use chrono::{DateTime, Utc};

use course_core::model::{AttemptLog, ProgressTracker, Question, Truth};

use crate::error::GradingError;
use crate::grader::{GradeResult, Grader};
use crate::progress::ProgressView;

/// One learner's grading session: a tracker plus the history of graded
/// attempts, single-owner and sequential.
#[derive(Debug, Clone, PartialEq)]
pub struct GradingSession {
    tracker: ProgressTracker,
    log: Vec<AttemptLog>,
}

impl GradingSession {
    /// Starts a session for a learner with a fresh tracker.
    #[must_use]
    pub fn start(
        name: impl Into<String>,
        email: impl Into<String>,
        now: DateTime<Utc>,
    ) -> Self {
        Self::with_tracker(ProgressTracker::new(name, email, now))
    }

    /// Wraps an existing tracker, e.g. one rehydrated from earlier counters.
    #[must_use]
    pub fn with_tracker(tracker: ProgressTracker) -> Self {
        Self {
            tracker,
            log: Vec::new(),
        }
    }

    /// Grades an attempt at a question, records it in the session log, and
    /// updates the question's status.
    ///
    /// # Errors
    ///
    /// Returns `GradingError::NoChecks` for an empty check list; nothing is
    /// recorded on that path.
    pub fn submit(
        &mut self,
        grader: &mut Grader,
        question: &mut Question,
        checks: &[Truth],
    ) -> Result<GradeResult, GradingError> {
        let result = grader.validate(question, &mut self.tracker, checks)?;
        self.log.push(AttemptLog::new(
            Some(question.title().to_string()),
            result.verdict,
            result.recorded_at,
        ));
        Ok(result)
    }

    /// Grades a bare check list with no question record attached.
    ///
    /// # Errors
    ///
    /// Returns `GradingError::NoChecks` for an empty check list.
    pub fn submit_checks(
        &mut self,
        grader: &mut Grader,
        checks: &[Truth],
    ) -> Result<GradeResult, GradingError> {
        let result = grader.check_answer(&mut self.tracker, checks)?;
        self.log
            .push(AttemptLog::new(None, result.verdict, result.recorded_at));
        Ok(result)
    }

    #[must_use]
    pub fn tracker(&self) -> &ProgressTracker {
        &self.tracker
    }

    #[must_use]
    pub fn log(&self) -> &[AttemptLog] {
        &self.log
    }

    #[must_use]
    pub fn progress(&self) -> ProgressView {
        ProgressView::of(&self.tracker)
    }

    /// One-line summary of the session so far.
    #[must_use]
    pub fn describe(&self) -> String {
        self.tracker.describe()
    }
}

#[cfg(test)]
mod tests {
    use super::*;
    use course_core::Clock;
    use course_core::model::Truth::{False, True};
    use course_core::model::Verdict;
    use course_core::time::fixed_now;

    fn build_grader() -> Grader {
        Grader::new().with_clock(Clock::fixed(fixed_now())).with_seed(1)
    }

    #[test]
    fn session_log_tracks_every_graded_attempt() {
        let mut grader = build_grader();
        let mut session = GradingSession::start("Ada", "ada@example.org", fixed_now());
        let mut question = Question::new("Loops");

        session.submit(&mut grader, &mut question, &[True]).unwrap();
        session.submit_checks(&mut grader, &[True, False]).unwrap();

        assert_eq!(session.log().len(), 2);
        assert_eq!(session.log()[0].question.as_deref(), Some("Loops"));
        assert_eq!(session.log()[0].verdict, Verdict::Correct);
        assert_eq!(session.log()[1].question, None);
        assert_eq!(session.log()[1].verdict, Verdict::PartiallyCorrect);
        assert_eq!(session.log().len() as u32, session.tracker().total());
    }

    #[test]
    fn failed_submissions_leave_no_trace() {
        let mut grader = build_grader();
        let mut session = GradingSession::start("Ada", "ada@example.org", fixed_now());

        let err = session.submit_checks(&mut grader, &[]).unwrap_err();
        assert_eq!(err, GradingError::NoChecks);
        assert!(session.log().is_empty());
        assert_eq!(session.tracker().total(), 0);
    }

    #[test]
    fn progress_and_describe_follow_the_tracker() {
        let mut grader = build_grader();
        let mut session = GradingSession::start("Ada", "ada@example.org", fixed_now());

        session.submit_checks(&mut grader, &[True]).unwrap();
        session.submit_checks(&mut grader, &[False]).unwrap();

        let view = session.progress();
        assert_eq!((view.correct, view.total), (1, 2));
        assert_eq!(session.describe(), "Ada: 1 of 2 answered correctly");
    }
}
——————————
- _Task prompt_:
Filter the entries and keep only the lines holding "ProgressView".

- _Written response_:
use crate::progress::ProgressView;
    pub fn progress(&self) -> ProgressView {
        ProgressView::of(&self.tracker)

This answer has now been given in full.